Скоро тяжелый сон опрокинул его в небытие. Владимир ненадолго выплывал из его глубин, чтобы увидеть какой-нибудь короткий и уродливый сон и снова утонуть в бездне. Потом уже и выплывать не надо было: сны сами спускались в пучину, и толклись там в таком множестве, что от мельтешения их стало страшно. Но вдруг череду снов разорвало до боли знакомое лицо. Гида, жена. Отчего в монашьем убрусе? Ах да… Мономах хотел протянуть к ней руки и не смог. За все годы, прожитые с ней, он не сумел приблизить ее к себе настолько, чтобы полюбить. Между ними всегда стоял кто-то другой, о ком Мономах ничего не знал и не пытался узнать.
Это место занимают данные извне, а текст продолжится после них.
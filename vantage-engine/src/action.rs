use crate::slot::{Slot, SlotTable};
use rust_decimal::Decimal;
use vantage_execution::{ClientOrderId, StrategyId};
use vantage_instrument::Side;
use vantage_strategy::{TargetOrder, TargetState};

/// One instruction the engine must execute this tick to reconcile the live
/// [`SlotTable`] with a fresh [`TargetState`].
#[derive(Debug, Clone, PartialEq)]
pub enum SlotAction {
    /// Lock `slot_id` and place a new order at `price`/`qty`, both already
    /// rounded to the symbol's declared precision.
    Place { slot_id: i64, side: Side, price: Decimal, qty: Decimal, cid: ClientOrderId },
    /// Cancel the live order resting in `slot_id`.
    Cancel { slot_id: i64, cid: ClientOrderId },
}

/// Diff a [`TargetState`] against the current [`SlotTable`], producing the
/// ordered list of [`SlotAction`]s needed to converge.
///
/// Free slots nearest the target's anchor price are claimed first; locked
/// slots resting furthest from the anchor are cancelled first. This mirrors
/// how a human grid operator would reprice: clear the stale edges before
/// opening fresh levels near the money, rather than churning the whole
/// ladder on every tick.
pub struct ActionPlanner {
    tick_size: Decimal,
}

impl ActionPlanner {
    pub fn new(tick_size: Decimal) -> Self {
        Self { tick_size }
    }

    fn price_ticks(&self, price: Decimal) -> i64 {
        if self.tick_size.is_zero() {
            return 0;
        }
        (price / self.tick_size).round().to_string().parse().unwrap_or(0)
    }

    /// Produce the cancel actions (for slots the target no longer wants) and
    /// the place actions (for target levels not already resting), in the
    /// order the engine should issue them: cancels first, to free
    /// inventory/margin ahead of any new placement.
    pub fn plan(&self, target: &TargetState, slots: &SlotTable, strategy: &StrategyId) -> Vec<SlotAction> {
        let mut actions = Vec::new();

        let mut wanted: Vec<&TargetOrder> = target.orders.iter().collect();
        wanted.sort_by_key(|o| (o.price - target.anchor_price).abs());

        let mut claimed: Vec<i64> = Vec::new();

        // Cancel every locked slot whose resting price/side no longer
        // appears in the target, furthest-from-anchor first so the levels
        // closest to the money are disturbed last.
        let mut stale: Vec<&Slot> = slots
            .locked_slots()
            .filter(|slot| {
                !target
                    .orders
                    .iter()
                    .any(|o| o.side == slot.side && o.price == slot.price)
            })
            .collect();
        stale.sort_by_key(|s| std::cmp::Reverse((s.price - target.anchor_price).abs()));

        for slot in stale {
            if let Some(cid) = slot.client_order_id.clone() {
                actions.push(SlotAction::Cancel { slot_id: slot.slot_id, cid });
            }
        }

        // Any target level already resting in a locked slot is satisfied;
        // mark its slot claimed so a free slot isn't also opened for it.
        for slot in slots.locked_slots() {
            if target.orders.iter().any(|o| o.side == slot.side && o.price == slot.price) {
                claimed.push(slot.slot_id);
            }
        }

        let mut free: Vec<&Slot> = slots.free_slots().filter(|s| !claimed.contains(&s.slot_id)).collect();
        free.sort_by_key(|s| (s.price - target.anchor_price).abs());

        for order in wanted {
            let already_resting = slots
                .locked_slots()
                .any(|s| s.side == order.side && s.price == order.price);
            if already_resting {
                continue;
            }

            let Some(pos) = free.iter().position(|s| !claimed.contains(&s.slot_id)) else {
                break;
            };
            let slot = free.remove(pos);
            claimed.push(slot.slot_id);

            let cid = ClientOrderId::deterministic(strategy, self.price_ticks(order.price), order.side);
            actions.push(SlotAction::Place {
                slot_id: slot.slot_id,
                side: order.side,
                price: order.price,
                qty: order.qty,
                cid,
            });
        }

        actions
    }
}

#[cfg(test)]
mod tests {
    use super::*;
    use crate::slot::Slot;
    use rust_decimal_macros::dec;
    use vantage_strategy::Regime;

    fn strategy() -> StrategyId {
        StrategyId::new("grid-btcusdt")
    }

    #[test]
    fn places_into_free_slots_nearest_the_anchor_first() {
        let mut slots = SlotTable::new();
        slots.insert(Slot::new_free(0, Side::Buy, Decimal::ZERO, Decimal::ZERO, 0));
        slots.insert(Slot::new_free(1, Side::Buy, Decimal::ZERO, Decimal::ZERO, 0));

        let target = TargetState {
            anchor_price: dec!(40_000),
            orders: vec![TargetOrder { side: Side::Buy, price: dec!(39_990), qty: dec!(0.01) }],
            target_position_qty: Decimal::ZERO,
            effective_interval: dec!(10),
            regime: Regime::Range,
        };

        let planner = ActionPlanner::new(dec!(0.01));
        let actions = planner.plan(&target, &slots, &strategy());
        assert_eq!(actions.len(), 1);
        assert!(matches!(actions[0], SlotAction::Place { price, .. } if price == dec!(39_990)));
    }

    #[test]
    fn cancels_locked_slots_no_longer_in_the_target() {
        let mut slots = SlotTable::new();
        let mut resting = Slot::new_free(0, Side::Buy, dec!(39_800), dec!(0.01), 0);
        resting.apply_status(vantage_instrument::OrderStatus::New, Decimal::ZERO, 1);
        resting.client_order_id = Some(ClientOrderId::new("stale-level"));
        slots.insert(resting);

        let target = TargetState::reduce_only(dec!(40_000), dec!(10), Regime::HighVolatility);

        let planner = ActionPlanner::new(dec!(0.01));
        let actions = planner.plan(&target, &slots, &strategy());
        assert_eq!(actions.len(), 1);
        assert!(matches!(&actions[0], SlotAction::Cancel { slot_id, .. } if *slot_id == 0));
    }

    #[test]
    fn a_resting_level_that_matches_the_target_is_left_alone() {
        let mut slots = SlotTable::new();
        let mut resting = Slot::new_free(0, Side::Buy, dec!(39_990), dec!(0.01), 0);
        resting.apply_status(vantage_instrument::OrderStatus::New, Decimal::ZERO, 1);
        resting.client_order_id = Some(ClientOrderId::new("matches"));
        slots.insert(resting);

        let target = TargetState {
            anchor_price: dec!(40_000),
            orders: vec![TargetOrder { side: Side::Buy, price: dec!(39_990), qty: dec!(0.01) }],
            target_position_qty: Decimal::ZERO,
            effective_interval: dec!(10),
            regime: Regime::Range,
        };

        let planner = ActionPlanner::new(dec!(0.01));
        let actions = planner.plan(&target, &slots, &strategy());
        assert!(actions.is_empty());
    }
}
В ту первую их ночь после свадьбы, когда он не нашел в ней того, что должен был найти, и простынь оказалась чиста, он поклялся сам и заставил дать клятву ее. Он обещал, что никогда ни словом не упрекнет ее в содеянном. Она в ответ поклялась на распятии никогда и ни в чем не причинять ущерба его чести князя и мужа. Оба исполнили свои обеты. Но одними обетами любви не сшить.

И все же никого роднее Гиды у князя теперь не было. Один год забрал отца, брата, чуть было не отнял сына, унес надежды, похоронил молодость. Отберет ли теперь и жизнь?

Гида исчезла. Князь снова ушел во тьму. А когда вернулся, над ним стоял, склонившись, воевода Ратибор.

– Где она? Гида была здесь? – хрипло спросил Мономах, цепляясь длинными пальцами за край ложа, чтобы подняться.

– Откуда ей взяться здесь, князь, – мрачно ответил воевода. – У тебя начался бред. Я позову лечца.

В сенях у изложни Ратибор остановил холопа:

– Где лекарь?

– В поварне зелье варит.

Армянин, бормоча свои молитвы, бдел над горшком в очаге. На столе лежала раскрытая книга, писанная неславянской азбукой, с картинками, на которых были запечатлены растения. Вокруг книги в строгом порядке разложены сухие пучки травы, корешки, порошки в ветошках и прочая лекарская дрянь. Никого более в поварне не было – армянин выгонял челядь, дабы не портила его искусство таращеньем глаз и копаньем в носу.